DES PIEDS ET DES MAINS… ROBOTISÉS


    Le moindre obstacle constitue une barrière infranchissable pour la plupart des robots sur roues. C’est ce qui a poussé l’étudiant-chercheur Mathieu Goulet et le professeur Clément Gosselin à mettre au point un robot marcheur capable de se déplacer en terrain accidenté, encombré ou dangereux. Pour concevoir cette créature tout-terrain, les chercheurs ont procédé par biomimétisme, en modélisant puis en simplifiant le système locomoteur de la fourmi.
 
Le résultat est un petit robot à six pattes, Hexapode, qui parvient à se mouvoir et à assurer sa stabilité par l’action coordonnée de ses 18 moteurs. Il se distingue des autres robots marcheurs par l’éventail des mouvements programmables qu’il peut exécuter et par sa stabilité.

Non seulement ce robot est-il petit, agile et fort comme la fourmi dont il s’inspire, mais l’analogie pourrait être poussée encore plus loin par la création de castes de robots. «On pourrait avoir des robots agiles qui feraient office d’éclaireurs et d’autres plus forts pour transporter les instruments ou rapporter des échantillons», avancent les chercheurs. Évidemment, on est encore loin de cette société de robots.

«Nous avons franchi l’étape de la marche et le reste est encore à faire, reconnaît Clément Gosselin. Si Hexapode était un humain, ce serait un enfant de deux ans. Mais un enfant avec beaucoup de potentiel.»

La poigne de SARAH

Pour accomplir une mission complexe, un robot doit non seulement se déplacer, mais il doit pouvoir manipuler des outils ou des objets. C’est pour cette raison que les chercheurs du Laboratoire de robotique consacrent une partie de leurs travaux à la préhension chez les robots.

Leur plus spectaculaire réalisation, SARAH (Self-Adaptive Robotics Auxiliary Hand), prêtera main-forte aux opérations de démantèlement d’installations nucléaires en Grande-Bretagne. La United Kingdom Atomic Energy Authority fera appel à ce préhenseur développé au Laboratoire pour accélérer la manutention de déchets entreposés dans un centre de recherche sur l’énergie nucléaire fermé en 1990. Le nettoyage de ce site se fait par télé­opération pour éviter les contacts directs des humains avec les déchets radioactifs, et la méthode employée jusqu’à présent imposait de fréquents changements de préhenseurs.

À l’aide de ses trois doigts articulés, SARAH peut saisir et soulever des objets lourds et rigides comme une brique ou un madrier, des petits objets plus fragiles comme une bague ou une balle de tennis ou encore des objets mous ou de forme irrégulière comme une éponge ou un gant de baseball.

Cette main baladeuse pourrait aussi prendre le chemin de l’espace.

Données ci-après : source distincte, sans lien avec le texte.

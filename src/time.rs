/// Formats a millisecond offset as `mm:ss`, or `hh:mm:ss` once it reaches an hour.
///
/// Position and duration are formatted independently, so a label may read
/// `59:59 / 01:30:00`.
pub fn format_time(ms: u64) -> String {
    let secs = ms / 1000;
    let (hours, rem) = (secs / 3600, secs % 3600);
    let (minutes, seconds) = (rem / 60, rem % 60);
    if hours > 0 {
        format!("{hours:02}:{minutes:02}:{seconds:02}")
    } else {
        format!("{minutes:02}:{seconds:02}")
    }
}

/// The `position / duration` text shown next to the seek slider.
pub fn time_label(position_ms: u64, duration_ms: u64) -> String {
    format!("{} / {}", format_time(position_ms), format_time(duration_ms))
}

#[cfg(test)]
mod tests {
    use super::*;

    #[test]
    fn under_an_hour_is_minutes_and_seconds() {
        assert_eq!(format_time(0), "00:00");
        assert_eq!(format_time(999), "00:00");
        assert_eq!(format_time(65_000), "01:05");
        assert_eq!(format_time(3_599_999), "59:59");
    }

    #[test]
    fn an_hour_or_more_adds_hours() {
        assert_eq!(format_time(3_600_000), "01:00:00");
        assert_eq!(format_time(5_025_000), "01:23:45");
        assert_eq!(format_time(360_000_000), "100:00:00");
    }

    #[test]
    fn label_sides_keep_their_own_width() {
        assert_eq!(time_label(65_000, 125_000), "01:05 / 02:05");
        assert_eq!(time_label(65_000, 5_400_000), "01:05 / 01:30:00");
    }
}
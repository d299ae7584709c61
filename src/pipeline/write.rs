//! JPEG output: encode rendered pages and publish them as one set.
//!
//! Each page is encoded straight into a hidden temporary file inside its
//! target directory. Nothing becomes visible under its final name until
//! [`StagedImages::commit`] runs, and a dropped `StagedImages` deletes its
//! temporaries, so a document that fails on page 7 of 10 leaves no
//! `-page1.jpg` … `-page6.jpg` behind.

use crate::error::FileError;
use image::codecs::jpeg::JpegEncoder;
use image::DynamicImage;
use std::io::{BufWriter, Write};
use std::path::{Path, PathBuf};
use tempfile::NamedTempFile;
use tracing::{debug, warn};

/// Encode `image` as a baseline JPEG.
///
/// JPEG has no alpha channel; RGBA renders are flattened to RGB first.
pub fn encode_jpeg<W: Write>(
    image: &DynamicImage,
    quality: u8,
    writer: W,
) -> Result<(), image::ImageError> {
    let rgb = image.to_rgb8();
    rgb.write_with_encoder(JpegEncoder::new_with_quality(writer, quality))
}

/// Images encoded to temporary files, waiting to be moved into place.
#[derive(Default)]
pub struct StagedImages {
    staged: Vec<(NamedTempFile, PathBuf)>,
}

impl StagedImages {
    pub fn new() -> Self {
        Self::default()
    }

    pub fn len(&self) -> usize {
        self.staged.len()
    }

    pub fn is_empty(&self) -> bool {
        self.staged.is_empty()
    }

    /// Encode `image` into a temporary file next to `dest`.
    ///
    /// `page` is only used for error reporting.
    pub fn stage(
        &mut self,
        image: &DynamicImage,
        dest: PathBuf,
        jpeg_quality: u8,
        page: usize,
    ) -> Result<(), FileError> {
        let dir = dest.parent().unwrap_or_else(|| Path::new("."));
        let mut tmp = tempfile::Builder::new()
            .prefix(".pdf2jpg-")
            .suffix(".part")
            .tempfile_in(dir)
            .map_err(|e| FileError::Write {
                path: dest.clone(),
                detail: e.to_string(),
            })?;

        {
            let mut writer = BufWriter::new(tmp.as_file_mut());
            encode_jpeg(image, jpeg_quality, &mut writer).map_err(|e| FileError::Encode {
                page,
                detail: e.to_string(),
            })?;
            writer.flush().map_err(|e| FileError::Write {
                path: dest.clone(),
                detail: e.to_string(),
            })?;
        }

        debug!(
            "Staged page {} ({}x{} px) for {}",
            page,
            image.width(),
            image.height(),
            dest.display()
        );
        self.staged.push((tmp, dest));
        Ok(())
    }

    /// Rename every staged file to its final name.
    ///
    /// If a rename fails, images already moved into place by this call are
    /// removed again and the remaining temporaries are deleted on drop.
    pub fn commit(self) -> Result<Vec<PathBuf>, FileError> {
        let mut published: Vec<PathBuf> = Vec::with_capacity(self.staged.len());

        for (tmp, dest) in self.staged {
            if let Err(e) = tmp.persist(&dest) {
                for path in &published {
                    if let Err(rm) = std::fs::remove_file(path) {
                        warn!("Could not roll back {}: {}", path.display(), rm);
                    }
                }
                return Err(FileError::Write {
                    path: dest,
                    detail: e.error.to_string(),
                });
            }
            published.push(dest);
        }

        Ok(published)
    }
}
//! # edgequake-pdf2jpg
//!
//! Rasterise every PDF under a directory tree to JPG images, in parallel.
//!
//! Each page becomes one JPG. Output either mirrors the input hierarchy or is
//! flattened into a single directory, with content-hash (or random-suffix)
//! names so files that share a name never overwrite each other. One broken
//! PDF never stops the batch: it is listed in `errors.log` and every other
//! file is still converted.
//!
//! ## Pipeline Overview
//!
//! ```text
//! input dir
//!  │
//!  ├─ 1. Collect  walk the tree, keep *.pdf (case-insensitive)
//!  ├─ 2. Dispatch bounded worker pool, one file per task (spawn_blocking)
//!  │     ├─ resolve output dir + base name
//!  │     ├─ rasterise pages via pdfium
//!  │     └─ encode JPEGs, publish the whole set atomically
//!  └─ 3. Report   errors.log + summary, results in submission order
//! ```
//!
//! ## Quick Start
//!
//! ```rust,no_run
//! use edgequake_pdf2jpg::{bind_pdfium, convert_dir, ConversionConfig};
//! use std::sync::Arc;
//!
//! #[tokio::main]
//! async fn main() -> Result<(), Box<dyn std::error::Error>> {
//!     let rasterizer = Arc::new(bind_pdfium()?);
//!     let config = ConversionConfig::builder()
//!         .output_dir("out")
//!         .flatten(true)
//!         .build()?;
//!     let output = convert_dir("docs", &config, rasterizer).await?;
//!     eprintln!("{}/{} files, {} images",
//!         output.stats.converted_files,
//!         output.stats.total_files,
//!         output.stats.total_images);
//!     Ok(())
//! }
//! ```
//!
//! ## PDFium
//!
//! The pdfium shared library is not downloaded or bundled. Point
//! `PDFIUM_LIB_PATH` at an existing `libpdfium`, place it next to the
//! executable or in the working directory, or install it system-wide
//! (see [`engine`] for the search order).
//!
//! ## Feature Flags
//!
//! | Feature | Default | Description |
//! |---------|---------|-------------|
//! | `cli`   | on      | Enables the `pdf2jpg` binary (clap + anyhow + tracing-subscriber + indicatif) |

// ── Modules ──────────────────────────────────────────────────────────────

pub mod config;
pub mod convert;
pub mod engine;
pub mod error;
pub mod output;
pub mod pipeline;
pub mod progress;
pub mod report;

// ── Re-exports ───────────────────────────────────────────────────────────

pub use config::{ConversionConfig, ConversionConfigBuilder, NamingScheme};
pub use convert::{convert_dir, convert_dir_sync, convert_files, ConversionTask};
pub use engine::{bind_pdfium, bind_pdfium_from_path};
pub use error::{FileError, Pdf2JpgError};
pub use output::{BatchOutput, BatchStats, FileResult};
pub use pipeline::collect::collect_pdfs;
pub use pipeline::render::{PdfiumRasterizer, RasterDocument, Rasterizer};
pub use pipeline::target::{resolve_target, OutputTarget};
pub use progress::{ConversionProgressCallback, NoopProgressCallback, ProgressCallback};
//! Per-file pipeline stages.
//!
//! Each submodule implements exactly one step, so each is testable on its
//! own and the rendering engine can be swapped without touching the rest.
//!
//! ## Data Flow
//!
//! ```text
//! collect ──▶ target ──▶ render ──▶ write
//! (walkdir)   (paths)    (pdfium)   (jpeg, atomic)
//! ```
//!
//! 1. [`collect`]: find every `.pdf` under the input root
//! 2. [`target`]: output directory and base name for one file
//! 3. [`render`]: rasterise the pages through a [`render::Rasterizer`]
//! 4. [`write`]: encode JPEGs into temporaries and publish them together

pub mod collect;
pub mod render;
pub mod target;
pub mod write;
//! Result types produced by a batch conversion.

use crate::error::{FileError, Pdf2JpgError};
use serde::{Deserialize, Serialize};
use std::path::PathBuf;

/// Outcome of converting one source file.
///
/// Exactly one `FileResult` exists per collected PDF. `index` is the file's
/// submission position, so results can be matched back to their input even
/// though workers complete in any order.
#[derive(Debug, Clone, Serialize, Deserialize)]
pub struct FileResult {
    /// 0-based position in the collected file list.
    pub index: usize,
    /// The source PDF.
    pub source: PathBuf,
    /// Directory the images went to, once resolved.
    pub target_dir: Option<PathBuf>,
    /// Written images in page order. Empty when `error` is set.
    pub images: Vec<PathBuf>,
    /// Why the file failed, if it did.
    pub error: Option<FileError>,
    /// Wall-clock time spent on this file.
    pub duration_ms: u64,
}

impl FileResult {
    pub fn is_success(&self) -> bool {
        self.error.is_none()
    }

    /// The line this result contributes to the error log, if it failed.
    pub fn error_log_line(&self) -> Option<String> {
        self.error
            .as_ref()
            .map(|e| format!("error: {}, file: {}", e, self.source.display()))
    }
}

/// Aggregate counters for a batch.
#[derive(Debug, Clone, Default, Serialize, Deserialize)]
pub struct BatchStats {
    pub total_files: usize,
    pub converted_files: usize,
    pub failed_files: usize,
    /// JPG files written across all successful files.
    pub total_images: usize,
    pub total_duration_ms: u64,
}

/// Everything a batch produced, in submission order.
#[derive(Debug, Clone, Serialize, Deserialize)]
pub struct BatchOutput {
    pub files: Vec<FileResult>,
    pub stats: BatchStats,
    /// Where the failures were written. `None` when nothing failed, no log
    /// is configured, or the log could not be written.
    #[serde(default, skip_serializing_if = "Option::is_none")]
    pub error_log: Option<PathBuf>,
}

impl BatchOutput {
    /// Build the output from per-file results, sorting them back into
    /// submission order and computing the stats.
    pub fn from_results(mut files: Vec<FileResult>, total_duration_ms: u64) -> Self {
        files.sort_by_key(|f| f.index);

        let converted_files = files.iter().filter(|f| f.is_success()).count();
        let stats = BatchStats {
            total_files: files.len(),
            converted_files,
            failed_files: files.len() - converted_files,
            total_images: files.iter().map(|f| f.images.len()).sum(),
            total_duration_ms,
        };

        Self {
            files,
            stats,
            error_log: None,
        }
    }

    pub fn failures(&self) -> impl Iterator<Item = &FileResult> {
        self.files.iter().filter(|f| !f.is_success())
    }

    pub fn successes(&self) -> impl Iterator<Item = &FileResult> {
        self.files.iter().filter(|f| f.is_success())
    }

    pub fn has_failures(&self) -> bool {
        self.stats.failed_files > 0
    }

    /// Error-log lines for every failed file, in submission order.
    pub fn error_log_lines(&self) -> Vec<String> {
        self.files.iter().filter_map(FileResult::error_log_line).collect()
    }

    /// Treat any file failure as an error.
    pub fn into_result(self) -> Result<Self, Pdf2JpgError> {
        if self.has_failures() {
            Err(Pdf2JpgError::PartialFailure {
                success: self.stats.converted_files,
                failed: self.stats.failed_files,
                total: self.stats.total_files,
            })
        } else {
            Ok(self)
        }
    }
}
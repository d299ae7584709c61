//! Error types for the edgequake-pdf2jpg library.
//!
//! Two distinct error types reflect two distinct failure modes:
//!
//! * [`Pdf2JpgError`]: **Fatal**: the batch cannot proceed at all (no PDFs
//!   under the input root, invalid configuration, pdfium not available).
//!   Returned as `Err(Pdf2JpgError)` from the top-level `convert*` functions.
//!
//! * [`FileError`]: **Non-fatal**: a single file failed (corrupt PDF,
//!   unwritable output directory) but every other file is unaffected. Stored
//!   inside [`crate::output::FileResult`] so the batch report lists it and
//!   the error log gets one line for it.

use serde::{Deserialize, Serialize};
use std::path::PathBuf;
use thiserror::Error;

/// All fatal errors returned by the edgequake-pdf2jpg library.
///
/// File-level failures use [`FileError`] and are stored in
/// [`crate::output::FileResult`] rather than propagated here.
#[derive(Debug, Error)]
pub enum Pdf2JpgError {
    // ── Input errors ──────────────────────────────────────────────────────
    /// The input root contains no `.pdf` files (or does not exist).
    #[error("No PDF files found under '{root}'\nCheck the input directory path.")]
    NoInputFiles { root: PathBuf },

    // ── Config errors ─────────────────────────────────────────────────────
    /// Builder validation failed.
    #[error("Invalid configuration: {0}")]
    InvalidConfig(String),

    // ── Pdfium binding errors ─────────────────────────────────────────────
    /// Could not bind to a pdfium library.
    #[error(
        "Failed to bind to pdfium library: {0}\n\n\
pdf2jpg does not download or bundle pdfium; a copy must be installed.\n\
You can:\n\
  • Set PDFIUM_LIB_PATH=/path/to/libpdfium to use an existing copy.\n\
  • Place libpdfium next to the pdf2jpg executable.\n\
  • Install pdfium system-wide (prebuilt binaries: https://github.com/bblanchon/pdfium-binaries).\n"
    )]
    PdfiumBindingFailed(String),

    // ── Report errors ─────────────────────────────────────────────────────
    /// Could not remove or write the error log.
    #[error("Failed to write error log '{path}': {source}")]
    ErrorLogWriteFailed {
        path: PathBuf,
        #[source]
        source: std::io::Error,
    },

    /// Some files converted but at least one failed.
    ///
    /// Returned by [`crate::output::BatchOutput::into_result`] when the
    /// caller wants to treat any file failure as an error.
    #[error("{failed}/{total} files failed during conversion")]
    PartialFailure {
        success: usize,
        failed: usize,
        total: usize,
    },

    // ── Catch-all ─────────────────────────────────────────────────────────
    /// Unexpected internal error.
    #[error("Internal error: {0}")]
    Internal(String),
}

/// A non-fatal error for a single source file.
///
/// The `Display` text is what ends up in the error log, so every variant
/// reads as a self-contained sentence fragment.
#[derive(Debug, Clone, Error, PartialEq, Eq, Serialize, Deserialize)]
pub enum FileError {
    /// The source file could not be read.
    #[error("cannot read file: {detail}")]
    Read { detail: String },

    /// The target directory could not be created.
    #[error("cannot create output directory '{}': {detail}", path.display())]
    OutputDir { path: PathBuf, detail: String },

    /// pdfium rejected the document (corrupt, truncated, not a PDF).
    #[error("cannot open document: {detail}")]
    Open { detail: String },

    /// The document is encrypted and needs a password.
    #[error("document is password-protected")]
    PasswordProtected,

    /// The document opened but has no pages.
    #[error("document has no pages")]
    EmptyDocument,

    /// Rasterisation of one page failed.
    #[error("page {page}: rasterisation failed: {detail}")]
    Render { page: usize, detail: String },

    /// JPEG encoding of one page failed.
    #[error("page {page}: JPEG encoding failed: {detail}")]
    Encode { page: usize, detail: String },

    /// Writing or moving an output image failed.
    #[error("cannot write '{}': {detail}", path.display())]
    Write { path: PathBuf, detail: String },

    /// Another source in the batch resolves to the same output names.
    #[error("output name collides with '{}'", other.display())]
    NameCollision { other: PathBuf },

    /// The worker running this file panicked.
    #[error("worker panicked: {detail}")]
    TaskPanicked { detail: String },
}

En effet, l’Université a accordé une licence à MDA (MacDonald, Dettwiler & Associates), une entreprise spécialisée en robotique spatiale qui a notamment mis au point le bras canadien dont sont équipées les navettes spatiales américaines.

 Présentement, le bras canadien est doté d’un préhenseur formé de deux mâchoires rudimentaires. «Notre main lui permettrait d’accomplir des tâches qui lui sont impossibles pour l’instant», soutient Clément Gosselin. MDA caresse aussi un autre projet qui mettrait SARAH à contribution: la réparation de satellites défectueux en orbite autour de la Terre.